É fato que as soluções neste campo não são mágicas nem rápidas. A crescente violência exige a construção de uma política global, não baseada em medidas fáceis, pirotécnicas ou de curto prazo. Um projeto que não pode, definitivamente, depender de ciclos eleitorais. Nesse sentido, a experiência em realização no Rio de Janeiro das Unidades de Polícia Pacificadora (UPPs) poderá ser um avanço se governo e sociedade civil conseguirem incorporar ao programa, a curto prazo, a escuta do cidadão.
Passos importantes nesse sentido já vêm sendo dados por algumas instituições. Na Maré, desde 2009, a Redes da Maré vem mobilizando moradores para que participem da elaboração de propostas para esta área.

Esse trabalho tem mostrado que não haverá mudança substancial sem uma compreensão, por parte de quem vive, age e ama no bairro da Maré, sobre o que significa ter direito à segurança pública e o papel que precisam cumprir na conquista. Estou certa de que o mesmo é verdadeiro para muitas outras áreas do Rio.

Durante o trabalho de reflexão coletiva sobre as práticas policiais na Maré, percebi que o morador da favela não compartilha do mesmo conceito de segurança dos que residem em locais de maior padrão de renda. Essa é uma pista interessante para compreender as razões da intolerância e descrédito na relação da população com a polícia. A experiência de um policial que se coloca no papel de proteger a população que mora em favelas nunca fez parte da história dessas comunidades. Elas nunca vivenciaram uma rotina diferente da violência, do desrespeito e da humilhação que sempre caracterizaram as práticas de grande parte dos profissionais do aparato policial. Para muitos agentes de segurança, persiste a visão preconceituosa que considera todas as pessoas que residem em favelas como potenciais cúmplices de atividades ilícitas.

A morte da policial Alda Rafael Castilho, de 27 anos, causa indignação e tristeza, sim, a todos que trabalham para a diminuição do quadro de violência em que se encontra o Estado do Rio de Janeiro. Assim como a morte de Gabriel Lelis da Silva Barbosa, de 14 anos, e de Jefferson Moreira de Jesus, de 24, em operação policial na Maré, no dia 23 de janeiro. Vivemos num estado em que as pessoas gastam uma energia significativa observando qual morte é mais reconhecida e valorada. E isso, sem dúvida, é tão violento e indigno quanto a barbárie explícita que se vivencia no nosso cotidiano.

Não chegaremos à essência desse problema valorizando práticas que colocam pessoas de opiniões distintas como inimigas, as quais devem ser combatidas, como numa guerra. Nenhuma vida vale mais que outra, independentemente de quem se esteja falando.
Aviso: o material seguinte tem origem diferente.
//! LCD2USB Character Display Driver
//!
//! A driver for HD44780-family character LCDs attached through the
//! LCD2USB adapter, a microcontroller bridge that carries the entire
//! display protocol over USB vendor control transfers.
//!
//! ## Features
//!
//! - `no_std` compatible
//! - Transport-agnostic: bring any type implementing [`ControlTransport`]
//! - Command batching: consecutive same-type bytes coalesce into one
//!   control transfer carrying up to four payload bytes
//! - Single and dual-controller panels, up to 4 rows of 40 characters
//! - Custom CGRAM glyphs, contrast/brightness control, button readout
//!
//! ## Usage
//!
//! ```
//! use lcd2usb::{ControlTransport, Lcd};
//!
//! # struct MockUsb;
//! # impl ControlTransport for MockUsb {
//! #     type Error = core::convert::Infallible;
//! #     fn control_out(
//! #         &mut self,
//! #         _request: u8,
//! #         _value: u16,
//! #         _index: u16,
//! #         _timeout_ms: u32,
//! #     ) -> Result<usize, Self::Error> {
//! #         Ok(0)
//! #     }
//! #     fn control_in(
//! #         &mut self,
//! #         _request: u8,
//! #         _value: u16,
//! #         _index: u16,
//! #         buf: &mut [u8],
//! #         _timeout_ms: u32,
//! #     ) -> Result<usize, Self::Error> {
//! #         buf.copy_from_slice(&3u16.to_le_bytes());
//! #         Ok(buf.len())
//! #     }
//! # }
//! # let usb = MockUsb;
//! // `usb` is an open handle to the adapter, e.g. a libusb wrapper.
//! let mut lcd = match Lcd::new(usb) {
//!     Ok(lcd) => lcd,
//!     Err(_) => return,
//! };
//!
//! let _ = lcd.clear();
//! let _ = lcd.write("Hello");
//! let _ = lcd.write_at(0, 1, "world");
//!
//! // Tear down without losing buffered bytes.
//! let _usb = lcd.release();
//! ```

#![no_std]

#[cfg(any(test, feature = "alloc"))]
extern crate alloc;

/// Command batching and wire-request encoding
pub mod batch;
/// LCD2USB request definitions
pub mod command;
/// Session configuration types and builder
pub mod config;
/// Core session operations
pub mod display;
/// Error types for the driver
pub mod error;
/// Decoded adapter status values
pub mod status;
/// USB transport abstraction
pub mod transport;

pub use batch::{Batch, Frame, MAX_BATCH};
pub use command::Target;
pub use config::{Builder, Config, DEFAULT_WIDTH, MAX_WIDTH};
pub use display::{Align, Lcd};
pub use error::{BuilderError, Error};
pub use status::{Controllers, Keys, Version};
pub use transport::{ControlTransport, DEFAULT_TIMEOUT_MS, PRODUCT_ID, VENDOR_ID};
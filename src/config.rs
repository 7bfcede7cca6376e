//! Session configuration types and builder

pub use crate::error::BuilderError;
use crate::transport::DEFAULT_TIMEOUT_MS;

/// Widest HD44780 row addressable under the four-row address map
pub const MAX_WIDTH: u8 = 40;

/// Default display width in characters
pub const DEFAULT_WIDTH: u8 = 20;

/// Session configuration
///
/// Use [`Builder`] to construct a validated `Config`, or
/// [`Config::default`] for a 20-character panel with the default
/// transfer timeout.
#[derive(Clone, Copy, Debug, PartialEq, Eq)]
pub struct Config {
    /// Display width in characters (used by the row-fill helpers)
    pub width: u8,
    /// Control-transfer timeout in milliseconds
    pub timeout_ms: u32,
}

impl Default for Config {
    fn default() -> Self {
        Self {
            width: DEFAULT_WIDTH,
            timeout_ms: DEFAULT_TIMEOUT_MS,
        }
    }
}

/// Builder for constructing session configuration
///
/// # Example
///
/// ```
/// use lcd2usb::Builder;
///
/// let config = match Builder::new().width(16).build() {
///     Ok(config) => config,
///     Err(_) => return,
/// };
/// assert_eq!(config.width, 16);
/// ```
#[must_use]
#[derive(Debug)]
pub struct Builder {
    /// Display width in characters
    width: u8,
    /// Control-transfer timeout in milliseconds
    timeout_ms: u32,
}

impl Default for Builder {
    fn default() -> Self {
        Self {
            width: DEFAULT_WIDTH,
            timeout_ms: DEFAULT_TIMEOUT_MS,
        }
    }
}

impl Builder {
    /// Create a builder with the default configuration
    pub fn new() -> Self {
        Self::default()
    }

    /// Set the display width in characters (1..=40)
    pub fn width(mut self, width: u8) -> Self {
        self.width = width;
        self
    }

    /// Set the control-transfer timeout in milliseconds
    pub fn timeout_ms(mut self, timeout_ms: u32) -> Self {
        self.timeout_ms = timeout_ms;
        self
    }

    /// Validate and build the configuration
    ///
    /// # Errors
    ///
    /// Returns [`BuilderError::InvalidWidth`] if the width is 0 or larger
    /// than [`MAX_WIDTH`].
    pub fn build(self) -> Result<Config, BuilderError> {
        if self.width == 0 || self.width > MAX_WIDTH {
            return Err(BuilderError::InvalidWidth { width: self.width });
        }
        Ok(Config {
            width: self.width,
            timeout_ms: self.timeout_ms,
        })
    }
}
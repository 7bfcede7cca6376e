//! Error types for the driver
//!
//! - [`Error`] - Runtime errors during session operations
//! - [`BuilderError`] - Errors during configuration construction
//!
//! Every transport failure surfaces to the caller; nothing is swallowed
//! and no operation encodes failure as an in-band value. The driver
//! performs no retries — callers that need resilience retry whole logical
//! operations, accepting that already-flushed display bytes may be sent
//! again.

use crate::config::MAX_WIDTH;
use crate::transport::ControlTransport;

/// Errors that can occur when talking to the adapter
///
/// Generic over the transport type to preserve the specific error type.
/// This allows error handling code to match on the underlying USB error.
#[derive(Debug)]
pub enum Error<T: ControlTransport> {
    /// Control transfer failure (USB stall, disconnect, timeout)
    ///
    /// Wraps the underlying error from the [`ControlTransport`]
    /// implementation. Any pending batch was emptied before the transfer
    /// was attempted, so the session stays usable.
    Transport(T::Error),
    /// A status read returned fewer bytes than the 2-byte status word
    ShortRead {
        /// Bytes the status word requires
        expected: usize,
        /// Bytes the transfer actually produced
        actual: usize,
    },
    /// Glyph slot outside the CGRAM range 0..=7
    InvalidGlyphSlot {
        /// Slot that was requested
        slot: u8,
    },
}

impl<T: ControlTransport> core::fmt::Display for Error<T> {
    fn fmt(&self, f: &mut core::fmt::Formatter<'_>) -> core::fmt::Result {
        match self {
            Self::Transport(e) => write!(f, "USB transport error: {e:?}"),
            Self::ShortRead { expected, actual } => {
                write!(f, "Short status read: expected {expected} bytes, got {actual}")
            }
            Self::InvalidGlyphSlot { slot } => {
                write!(f, "Invalid glyph slot {slot} (CGRAM has slots 0..=7)")
            }
        }
    }
}

impl<T: ControlTransport + core::fmt::Debug> core::error::Error for Error<T> {}

/// Errors that can occur when building configuration
#[derive(Debug, PartialEq, Eq)]
pub enum BuilderError {
    /// Display width outside 1..=40 characters
    ///
    /// The HD44780 DDRAM holds at most 40 characters per row under the
    /// fixed four-row address map.
    InvalidWidth {
        /// Width that was requested
        width: u8,
    },
}

impl core::fmt::Display for BuilderError {
    fn fmt(&self, f: &mut core::fmt::Formatter<'_>) -> core::fmt::Result {
        match self {
            Self::InvalidWidth { width } => {
                write!(f, "Invalid display width {width} (must be 1..={MAX_WIDTH})")
            }
        }
    }
}

impl core::error::Error for BuilderError {}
*Eliana Souza Silva, diretora da Redes de Desenvolvimento da Maré, é paraibana, mãe de dois filhos e foi moradora da Maré por 28 anos. É doutora em Serviço Social pela PUC-Rio (Pontifícia Universidade Católica do Rio de Janeiro) e diretora da DIUC/UFRJ (Divisão de Integração Universidade e Comunidade da Universidade Federal do Rio de Janeiro).


Fonte:
https://journals.openedition.org/aa/1210,bbc,etc



Comentário::
Esse é praticamente um dos desrespeitos mais intoleráveis que temos no Rio de Janeiro. As favelas são lugares onde se concentram uma grande parte da nossa população e que temos que apoiar. Muitas familias habitam esses lugares de muita pobreza. E não podemos ignorar esses atos de violência, racismo, maus tratos, e desordem nas favelas, os habitantes de favelas precisam viver como verdadeiros cidadãos como nós.